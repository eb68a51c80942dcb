//! Listing enumerations: status lifecycle, listing tier, item condition.

use serde::{Deserialize, Serialize};

/// Product status lifecycle.
///
/// No transition rules are enforced: any status can be set from any other.
#[derive(Debug, Clone, Copy, PartialEq, Eq, Hash, Serialize, Deserialize)]
#[serde(rename_all = "SCREAMING_SNAKE_CASE")]
pub enum ProductStatus {
    Active,
    Paused,
    Closed,
    Inactive,
}

/// Listing exposure tier.
#[derive(Debug, Clone, Copy, PartialEq, Eq, Hash, Serialize, Deserialize)]
#[serde(rename_all = "SCREAMING_SNAKE_CASE")]
pub enum ListingType {
    Free,
    Bronze,
    Silver,
    Gold,
    GoldSpecial,
    GoldPremium,
    GoldPro,
}

#[derive(Debug, Clone, Copy, PartialEq, Eq, Hash, Serialize, Deserialize)]
#[serde(rename_all = "SCREAMING_SNAKE_CASE")]
pub enum ProductCondition {
    New,
    Used,
    NotSpecified,
}

impl ProductStatus {
    pub fn as_str(&self) -> &'static str {
        match self {
            ProductStatus::Active => "ACTIVE",
            ProductStatus::Paused => "PAUSED",
            ProductStatus::Closed => "CLOSED",
            ProductStatus::Inactive => "INACTIVE",
        }
    }
}

impl core::fmt::Display for ProductStatus {
    fn fmt(&self, f: &mut core::fmt::Formatter<'_>) -> core::fmt::Result {
        f.write_str(self.as_str())
    }
}
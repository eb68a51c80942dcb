//! Running-average rating value object.

use catalog_core::{DomainError, DomainResult, ValueObject};

pub const MIN_RATING: f64 = 0.0;
pub const MAX_RATING: f64 = 5.0;

/// Average of all observed ratings plus how many were observed.
///
/// Individual observations are not kept; each new one is folded into the average.
#[derive(Debug, Copy, Clone, PartialEq)]
pub struct Rating {
    value: f64,
    count: u32,
}

impl ValueObject for Rating {}

impl Rating {
    /// No ratings yet: `(0.0, 0)`.
    pub fn empty() -> Self {
        Self {
            value: 0.0,
            count: 0,
        }
    }

    pub fn of(value: f64, count: i64) -> DomainResult<Self> {
        ensure_in_range(value)?;
        if count < 0 {
            return Err(DomainError::invalid_argument("Rating count cannot be negative"));
        }
        let count = u32::try_from(count).map_err(|_| {
            DomainError::invalid_argument(format!("Rating count {count} exceeds {}", u32::MAX))
        })?;
        Ok(Self { value, count })
    }

    /// Folds one more observation into the running average.
    pub fn add_rating(&self, rating: f64) -> DomainResult<Self> {
        ensure_in_range(rating)?;

        if self.count == 0 {
            return Ok(Self {
                value: rating,
                count: 1,
            });
        }

        let count = self.count.checked_add(1).ok_or_else(|| {
            DomainError::invalid_argument("Rating count overflow")
        })?;
        let total = self.value * f64::from(self.count) + rating;
        // Clamp guards against the last ulp of float drift escaping the bounds.
        let value = (total / f64::from(count)).clamp(MIN_RATING, MAX_RATING);

        Ok(Self { value, count })
    }

    pub fn value(&self) -> f64 {
        self.value
    }

    pub fn count(&self) -> u32 {
        self.count
    }

    pub fn is_empty(&self) -> bool {
        self.count == 0
    }
}

impl Default for Rating {
    fn default() -> Self {
        Self::empty()
    }
}

impl core::fmt::Display for Rating {
    fn fmt(&self, f: &mut core::fmt::Formatter<'_>) -> core::fmt::Result {
        write!(f, "{:.2} ({} ratings)", self.value, self.count)
    }
}

fn ensure_in_range(value: f64) -> DomainResult<()> {
    // NaN fails `contains`, so it is rejected here too.
    if !(MIN_RATING..=MAX_RATING).contains(&value) {
        return Err(DomainError::invalid_argument(format!(
            "Rating must be between {MIN_RATING:.1} and {MAX_RATING:.1} (got {value})"
        )));
    }
    Ok(())
}
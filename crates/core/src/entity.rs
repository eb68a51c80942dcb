//! Entity trait: identity + continuity across state changes.

/// Entity marker + minimal interface.
pub trait Entity {
    /// Strongly-typed entity identifier.
    type Id: Clone + Eq + core::hash::Hash + core::fmt::Debug;

    /// Returns the entity identifier, or `None` while the entity has not been
    /// assigned one by storage yet.
    fn id(&self) -> Option<&Self::Id>;
}
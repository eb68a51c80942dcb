use catalog_app::{ProductRequest, ProductService, ServiceError};
use catalog_core::{ProductId, SellerId};
use catalog_infra::{StorageBackend, StorageConfig};
use serde_json::json;
use tempfile::TempDir;

fn json_config(dir: &TempDir) -> StorageConfig {
    StorageConfig {
        backend: StorageBackend::JsonFile,
        data_file: dir.path().join("products.json"),
    }
}

fn request(payload: serde_json::Value) -> ProductRequest {
    serde_json::from_value(payload).expect("request payload")
}

fn phone(title: &str, quantity: i64) -> ProductRequest {
    request(json!({
        "title": title,
        "description": "Unlocked smartphone",
        "price": "1499.99",
        "currency": "BRL",
        "available_quantity": quantity,
        "status": "ACTIVE",
        "category": "Electronics",
        "subcategory": "Smartphones",
        "seller_id": SellerId::new(),
        "seller_name": "Loja Oficial",
        "listing_type": "GOLD_PRO",
        "free_shipping": true,
        "condition": "NEW",
        "brand": "Motorola",
        "tags": ["android", "5g"],
    }))
}

fn id_of(value: &catalog_app::ProductResponse) -> ProductId {
    value.product.id.expect("saved product has an id")
}

#[test]
fn catalog_survives_restart() {
    let dir = tempfile::tempdir().unwrap();

    let (id, created_at) = {
        let service = ProductService::new(json_config(&dir).open().unwrap());
        let created = service.create_product(phone("Moto G84", 10)).unwrap();
        let id = id_of(&created);

        service.record_view(id).unwrap();
        service.record_sale(id, 4).unwrap();
        service.rate(id, 5.0).unwrap();
        service.rate(id, 4.0).unwrap();
        (id, created.product.created_at)
    };

    let service = ProductService::new(json_config(&dir).open().unwrap());
    let stored = service.find_by_id(id).unwrap().expect("stored product");

    assert_eq!(stored.product.title, "Moto G84");
    assert_eq!(stored.product.available_quantity, 6);
    assert_eq!(stored.product.views, Some(1));
    assert_eq!(stored.product.sales, Some(1));
    assert_eq!(stored.product.rating, 4.5);
    assert_eq!(stored.product.rating_count, 2);
    assert_eq!(stored.product.created_at, created_at);
    assert!(stored.is_available);
    assert!(stored.is_free_shipping);
}

#[test]
fn search_update_and_delete_flow() {
    let dir = tempfile::tempdir().unwrap();
    let service = ProductService::new(json_config(&dir).open().unwrap());

    let g84 = id_of(&service.create_product(phone("Moto G84", 3)).unwrap());
    service.create_product(phone("Moto Edge 40", 1)).unwrap();

    let hits = service.search(" MOTO ").unwrap().expect("two motorola phones");
    assert_eq!(hits.len(), 2);
    assert_eq!(service.count_by_keyword("edge").unwrap(), 1);
    assert!(service.search("iphone").unwrap().is_none());

    let mut update = phone("Moto G84 5G", 8);
    update.price = Some("1299.90".parse().unwrap());
    let updated = service.update_product(g84, update).unwrap();
    assert_eq!(id_of(&updated), g84);
    assert_eq!(updated.product.title, "Moto G84 5G");
    assert_eq!(updated.product.available_quantity, 8);
    assert!(service.find_by_title("Moto G84").unwrap().is_none());

    service.delete(g84).unwrap();
    assert_eq!(service.count().unwrap(), 1);
    assert!(matches!(
        service.update_product(g84, phone("Moto G84", 1)),
        Err(ServiceError::NotFound(_))
    ));
}

#[test]
fn rejected_changes_leave_storage_untouched() {
    let dir = tempfile::tempdir().unwrap();
    let service = ProductService::new(json_config(&dir).open().unwrap());
    let id = id_of(&service.create_product(phone("Moto G84", 2)).unwrap());

    let err = service.record_sale(id, 3).unwrap_err();
    assert_eq!(err.code(), "INSUFFICIENT_STOCK");

    let err = service
        .create_product(request(json!({ "title": "Incomplete", "price": "0" })))
        .unwrap_err();
    assert_eq!(err.code(), "VALIDATION_ERROR");
    assert!(err.violations().iter().any(|v| v.field == "price"));

    let stored = service.find_by_id(id).unwrap().unwrap();
    assert_eq!(stored.product.available_quantity, 2);
    assert_eq!(service.count().unwrap(), 1);
}

#[test]
fn response_json_uses_wire_names() {
    let service = ProductService::new(
        StorageConfig {
            backend: StorageBackend::Memory,
            ..StorageConfig::default()
        }
        .open()
        .unwrap(),
    );
    let created = service.create_product(phone("Moto G84", 1)).unwrap();
    let value = serde_json::to_value(&created).unwrap();

    assert_eq!(value["status"], "ACTIVE");
    assert_eq!(value["listing_type"], "GOLD_PRO");
    assert_eq!(value["condition"], "NEW");
    assert_eq!(value["price"], "1499.99");
    assert_eq!(value["has_stock"], true);
}
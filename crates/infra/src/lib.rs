//! Infrastructure layer: product storage adapters, record mapping, config.

pub mod config;
pub mod keyword;
pub mod record;
pub mod repository;

pub use config::{StorageBackend, StorageConfig};
pub use keyword::matches_keyword;
pub use record::ProductRecord;
pub use repository::{
    InMemoryProductRepository, JsonFileProductRepository, ProductRepository, RepositoryError,
};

────

■ **INSTRUCTIONS FOR THE TASK**:
Transcribe only the lines from the beginning of the entries to the line with "into the average.", inclusive, exactly as written.

■ **SOLUTION TO THE PROBLEM**:
repository eb68a51c80942dcb
//! Listing enumerations: status lifecycle, listing tier, item condition.

use serde::{Deserialize, Serialize};

/// Product status lifecycle.
///
/// No transition rules are enforced: any status can be set from any other.
#[derive(Debug, Clone, Copy, PartialEq, Eq, Hash, Serialize, Deserialize)]
#[serde(rename_all = "SCREAMING_SNAKE_CASE")]
pub enum ProductStatus {
    Active,
    Paused,
    Closed,
    Inactive,
}

/// Listing exposure tier.
#[derive(Debug, Clone, Copy, PartialEq, Eq, Hash, Serialize, Deserialize)]
#[serde(rename_all = "SCREAMING_SNAKE_CASE")]
pub enum ListingType {
    Free,
    Bronze,
    Silver,
    Gold,
    GoldSpecial,
    GoldPremium,
    GoldPro,
}

#[derive(Debug, Clone, Copy, PartialEq, Eq, Hash, Serialize, Deserialize)]
#[serde(rename_all = "SCREAMING_SNAKE_CASE")]
pub enum ProductCondition {
    New,
    Used,
    NotSpecified,
}

impl ProductStatus {
    pub fn as_str(&self) -> &'static str {
        match self {
            ProductStatus::Active => "ACTIVE",
            ProductStatus::Paused => "PAUSED",
            ProductStatus::Closed => "CLOSED",
            ProductStatus::Inactive => "INACTIVE",
        }
    }
}

impl core::fmt::Display for ProductStatus {
    fn fmt(&self, f: &mut core::fmt::Formatter<'_>) -> core::fmt::Result {
        f.write_str(self.as_str())
    }
}
repository eb68a51c80942dcb
//! Running-average rating value object.

use catalog_core::{DomainError, DomainResult, ValueObject};

pub const MIN_RATING: f64 = 0.0;
pub const MAX_RATING: f64 = 5.0;

/// Average of all observed ratings plus how many were observed.
///
/// Individual observations are not kept; each new one is folded into the average.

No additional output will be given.